40th Mayor of Vancouver
- In office November 5, 2018 – November 7, 2022
- Preceded by: Gregor Robertson
- Succeeded by: Ken Sim

Member of Parliament for Burnaby South Burnaby—Douglas (2011–2015)
- In office May 2, 2011 – September 14, 2018
- Preceded by: Bill Siksay
- Succeeded by: Jagmeet Singh

Personal details
- Born: Edward Charles Kennedy Stewart November 8, 1966 (age 59) Halifax, Nova Scotia, Canada
- Party: Forward Together (municipal)
- Other political affiliations: New Democratic (federal); Independent (municipal, 2018–2022);
- Spouse: Jeanette Ashe
- Alma mater: Acadia University; Simon Fraser University; London School of Economics;
- Occupation: Academic administrator; politician;
- Profession: Politician; academic;
- Website: www.kennedystewart.ca

= Kennedy Stewart (Canadian politician) =

Canadian politician and academic

Edward Charles Kennedy Stewart (born November 8, 1966) is a Canadian academic administrator and politician who served as the 40th mayor of Vancouver from 2018 to 2022. He previously was the member of Parliament (MP) for the riding of Burnaby—Douglas (2011–2015) and Burnaby South (2015–2018), serving in the House of Commons as a member of the New Democratic Party (NDP) caucus.

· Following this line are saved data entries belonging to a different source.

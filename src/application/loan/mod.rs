mod errors;
mod loan_service;
mod overdue_sweep;

pub use errors::{LoanApplicationError, Result};
pub use loan_service::{
    ServiceDependencies, create_loan, delete_loan, extend_due_date, get_loan, list_loans,
    return_loan,
};
pub use overdue_sweep::{SweepFailure, SweepReport, overdue_sweep};
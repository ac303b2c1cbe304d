use crate::domain::{Book, BookId, Loan, LoanId, MemberId};
use crate::ports::loan_repository::{
    LoanRepository as LoanRepositoryTrait, OpenLoanOutcome, Result,
};
use async_trait::async_trait;
use chrono::{DateTime, NaiveDate, Utc};
use futures::TryStreamExt;
use sqlx::{PgPool, Row};

use super::rows::{BOOK_COLUMNS, LOAN_COLUMNS, map_row_to_book, map_row_to_loan};

/// LoanRepositoryのPostgreSQL実装
///
/// 貸出行の変更と書籍の冊数の増減を1つのトランザクションで行う。
pub struct LoanRepository {
    pool: PgPool,
}

impl LoanRepository {
    pub fn new(pool: PgPool) -> Self {
        Self { pool }
    }
}

#[async_trait]
impl LoanRepositoryTrait for LoanRepository {
    /// 貸出を保存し、冊数を条件付きで1減らす
    ///
    /// `available_copies > 0`を条件にしたUPDATEが行ロックを取るため、
    /// 最後の1冊への同時貸出は片方のUPDATEが0行となり失敗する。
    async fn open(&self, loan: &Loan) -> Result<OpenLoanOutcome> {
        let mut tx = self.pool.begin().await?;

        // 会員行を共有ロックし、コミットまで削除されないようにする
        let member = sqlx::query("SELECT 1 FROM members WHERE member_id = $1 FOR KEY SHARE")
            .bind(loan.member_id.value())
            .fetch_optional(&mut *tx)
            .await?;
        if member.is_none() {
            tx.rollback().await?;
            return Ok(OpenLoanOutcome::MemberNotFound);
        }

        let sql = format!(
            r#"
            UPDATE books
            SET available_copies = available_copies - 1, updated_at = $2
            WHERE book_id = $1 AND available_copies > 0
            RETURNING {BOOK_COLUMNS}
            "#
        );
        let row = sqlx::query(&sql)
            .bind(loan.book_id.value())
            .bind(loan.loan_date)
            .fetch_optional(&mut *tx)
            .await?;

        let Some(row) = row else {
            let exists: bool =
                sqlx::query_scalar("SELECT EXISTS (SELECT 1 FROM books WHERE book_id = $1)")
                    .bind(loan.book_id.value())
                    .fetch_one(&mut *tx)
                    .await?;
            tx.rollback().await?;

            return Ok(if exists {
                OpenLoanOutcome::NoAvailableCopies
            } else {
                OpenLoanOutcome::BookNotFound
            });
        };
        let book: Book = map_row_to_book(&row)?;

        sqlx::query(
            r#"
            INSERT INTO loans (
                loan_id,
                book_id,
                member_id,
                loan_date,
                due_date,
                return_date,
                is_returned
            )
            VALUES ($1, $2, $3, $4, $5, $6, $7)
            "#,
        )
        .bind(loan.loan_id.value())
        .bind(loan.book_id.value())
        .bind(loan.member_id.value())
        .bind(loan.loan_date)
        .bind(loan.due_date)
        .bind(loan.return_date)
        .bind(loan.is_returned)
        .execute(&mut *tx)
        .await?;

        tx.commit().await?;
        Ok(OpenLoanOutcome::Opened(book))
    }

    /// 最も古い貸出中の貸出を返却済みにし、冊数を1戻す
    async fn close_active(
        &self,
        book_id: BookId,
        member_id: MemberId,
        returned_on: NaiveDate,
    ) -> Result<Option<Loan>> {
        let mut tx = self.pool.begin().await?;

        let sql = format!(
            r#"
            UPDATE loans
            SET is_returned = TRUE, return_date = $3
            WHERE loan_id = (
                SELECT loan_id
                FROM loans
                WHERE book_id = $1 AND member_id = $2 AND is_returned = FALSE
                ORDER BY loan_date ASC, loan_id ASC
                LIMIT 1
                FOR UPDATE
            )
            AND is_returned = FALSE
            RETURNING {LOAN_COLUMNS}
            "#
        );
        let row = sqlx::query(&sql)
            .bind(book_id.value())
            .bind(member_id.value())
            .bind(returned_on)
            .fetch_optional(&mut *tx)
            .await?;

        let Some(row) = row else {
            tx.rollback().await?;
            return Ok(None);
        };
        let loan = map_row_to_loan(&row);

        let restored = sqlx::query(
            r#"
            UPDATE books
            SET available_copies = available_copies + 1, updated_at = NOW()
            WHERE book_id = $1 AND available_copies < total_copies
            "#,
        )
        .bind(book_id.value())
        .execute(&mut *tx)
        .await?;

        if restored.rows_affected() == 0 {
            tracing::warn!(
                loan_id = %loan.loan_id.value(),
                book_id = %book_id.value(),
                "All copies already on the shelf, returned loan did not restore a copy"
            );
        }

        tx.commit().await?;
        Ok(Some(loan))
    }

    async fn get(&self, loan_id: LoanId) -> Result<Option<Loan>> {
        let sql = format!("SELECT {LOAN_COLUMNS} FROM loans WHERE loan_id = $1");
        let row = sqlx::query(&sql)
            .bind(loan_id.value())
            .fetch_optional(&self.pool)
            .await?;

        Ok(row.as_ref().map(map_row_to_loan))
    }

    async fn list(&self) -> Result<Vec<Loan>> {
        let sql = format!("SELECT {LOAN_COLUMNS} FROM loans ORDER BY loan_date, loan_id");
        let rows = sqlx::query(&sql).fetch_all(&self.pool).await?;

        Ok(rows.iter().map(map_row_to_loan).collect())
    }

    async fn update_due_date(&self, loan_id: LoanId, due_date: DateTime<Utc>) -> Result<bool> {
        let result = sqlx::query(
            r#"
            UPDATE loans
            SET due_date = $2
            WHERE loan_id = $1 AND is_returned = FALSE
            "#,
        )
        .bind(loan_id.value())
        .bind(due_date)
        .execute(&self.pool)
        .await?;

        Ok(result.rows_affected() > 0)
    }

    async fn delete(&self, loan_id: LoanId) -> Result<bool> {
        let mut tx = self.pool.begin().await?;

        let row = sqlx::query("DELETE FROM loans WHERE loan_id = $1 RETURNING book_id, is_returned")
            .bind(loan_id.value())
            .fetch_optional(&mut *tx)
            .await?;

        let Some(row) = row else {
            tx.rollback().await?;
            return Ok(false);
        };

        let is_returned: bool = row.get("is_returned");
        if !is_returned {
            let book_id: uuid::Uuid = row.get("book_id");
            sqlx::query(
                r#"
                UPDATE books
                SET available_copies = available_copies + 1, updated_at = NOW()
                WHERE book_id = $1 AND available_copies < total_copies
                "#,
            )
            .bind(book_id)
            .execute(&mut *tx)
            .await?;
        }

        tx.commit().await?;
        Ok(true)
    }

    /// 延滞中の貸出を返却期限順に取得
    ///
    /// (due_date) WHERE NOT is_returned の部分インデックスを使用する。
    async fn find_overdue(&self, now: DateTime<Utc>) -> Result<Vec<Loan>> {
        let sql = format!(
            r#"
            SELECT {LOAN_COLUMNS}
            FROM loans
            WHERE is_returned = FALSE AND due_date <= $1
            ORDER BY due_date ASC, loan_id ASC
            "#
        );
        let mut rows = sqlx::query(&sql).bind(now).fetch(&self.pool);

        let mut loans = Vec::new();
        while let Some(row) = rows.try_next().await? {
            loans.push(map_row_to_loan(&row));
        }
        Ok(loans)
    }
}
use chrono::{DateTime, Utc};
use serde::{Deserialize, Serialize};

use super::{AuthorId, BookId, Copies, CopiesError};

/// 著者
#[derive(Debug, Clone, PartialEq, Eq, Serialize, Deserialize)]
pub struct Author {
    pub author_id: AuthorId,
    pub first_name: String,
    pub last_name: String,
    pub biography: Option<String>,
}

impl Author {
    pub fn full_name(&self) -> String {
        format!("{} {}", self.first_name, self.last_name)
    }
}

/// 書籍
///
/// 蔵書数（`Copies`）を通してのみ貸出可能冊数が変化する。
#[derive(Debug, Clone, PartialEq, Eq, Serialize, Deserialize)]
pub struct Book {
    pub book_id: BookId,
    pub title: String,
    pub author_id: AuthorId,
    pub isbn: String,
    pub genre: Option<String>,
    pub copies: Copies,
    pub created_at: DateTime<Utc>,
    pub updated_at: DateTime<Utc>,
}

impl Book {
    pub fn is_available(&self) -> bool {
        self.copies.available() > 0
    }

    /// 純粋関数：1冊貸し出した後の書籍を返す
    pub fn check_out(&self, at: DateTime<Utc>) -> Result<Book, CopiesError> {
        Ok(Book {
            copies: self.copies.check_out()?,
            updated_at: at,
            ..self.clone()
        })
    }

    /// 純粋関数：1冊返却された後の書籍を返す
    pub fn check_in(&self, at: DateTime<Utc>) -> Result<Book, CopiesError> {
        Ok(Book {
            copies: self.copies.check_in()?,
            updated_at: at,
            ..self.clone()
        })
    }
}

#[cfg(test)]
mod tests {
    use super::*;

    fn book(total: u32, available: u32) -> Book {
        let now = Utc::now();
        Book {
            book_id: BookId::new(),
            title: "The Rust Programming Language".to_string(),
            author_id: AuthorId::new(),
            isbn: "9781718503106".to_string(),
            genre: None,
            copies: Copies::with_available(total, available).unwrap(),
            created_at: now,
            updated_at: now,
        }
    }

    #[test]
    fn test_book_check_out_and_in() {
        let original = book(2, 2);
        let later = Utc::now();

        let out = original.check_out(later).unwrap();
        assert_eq!(out.copies.available(), 1);
        assert_eq!(out.updated_at, later);
        assert_eq!(out.book_id, original.book_id);

        let back = out.check_in(later).unwrap();
        assert_eq!(back.copies, original.copies);
    }

    #[test]
    fn test_book_unavailable_when_no_copies() {
        let b = book(1, 0);
        assert!(!b.is_available());
        assert_eq!(
            b.check_out(Utc::now()).unwrap_err(),
            CopiesError::NoAvailableCopies
        );
    }

    #[test]
    fn test_author_full_name() {
        let author = Author {
            author_id: AuthorId::new(),
            first_name: "Ursula".to_string(),
            last_name: "Le Guin".to_string(),
            biography: None,
        };
        assert_eq!(author.full_name(), "Ursula Le Guin");
    }
}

In May 2018, Stewart announced his pending resignation from Parliament, in order to seek election as mayor of Vancouver as an independent candidate. In August 2018, he publicly released his letter to the Speaker of House, Geoff Regan, confirming his resignation, effective September 14, 2018. During the 2018 Vancouver municipal election, Stewart was declared the winner of the mayoral race by a margin of fewer than 1,000 votes over Ken Sim, the Non-Partisan Association (NPA) candidate. In his bid for re-election in 2022, Stewart was defeated by Sim by more than 35,000 votes. Stewart is the first incumbent mayor to be defeated since 1980, when mayor Jack Volrich was upset by challenger Mike Harcourt.

==Early life and career==
Stewart was born in Halifax, Nova Scotia, in 1966 and raised in Wolfville, Nova Scotia. He earned his bachelor's degree in history from Acadia University.

After moving to Burnaby, British Columbia, in 1988, Stewart played bass guitar for the pop music band State of Mind. In 1991, his band won three West Coast Music Awards.

In 1995, Stewart received his master's degree in political science from Simon Fraser University, and a PhD in government from the London School of Economics in 2003.

As an academic, Stewart has published research on citizen participation, democratic reform, and municipal governance. His books include Local Government in Canada and Decrim: How We Decriminalized Drugs in British Columbia.

While serving as mayor, Stewart was on leave from teaching at the Simon Fraser University School of Public Policy. In January 2023, Stewart returned to SFU as director of the Centre for Public Policy Research. Stewart's wife, Jeanette Ashe, also teaches politics, at Douglas College.

==Federal politics==

On March 28, 2004, Stewart won the nomination for the New Democratic Party for the federal riding of Vancouver Centre in a close three-way race. Although he lost in the 2004 general election by 4,230 votes, he increased the NDP's vote share in Vancouver Centre by 20 percentage points compared to the 2000 election.

On February 25, 2011, Stewart secured the NDP nomination for the federal riding of Burnaby—Douglas in a first ballot victory. He won the riding in the 2011 general election with 44 percent of the vote, and was re-elected with 35 percent of the vote in 2015.

===41st Parliament===

In 2012, NDP Leader Thomas Mulcair appointed Stewart as official opposition critic for science and technology and as a member of the standing committee on industry, science and technology. In Parliament, he opposed the Conservative government's elimination of the long-form census and funding cuts for basic scientific research. He tabled legislation (Motion 453) to protect scientific integrity in government departments and end the muzzling of federal scientists.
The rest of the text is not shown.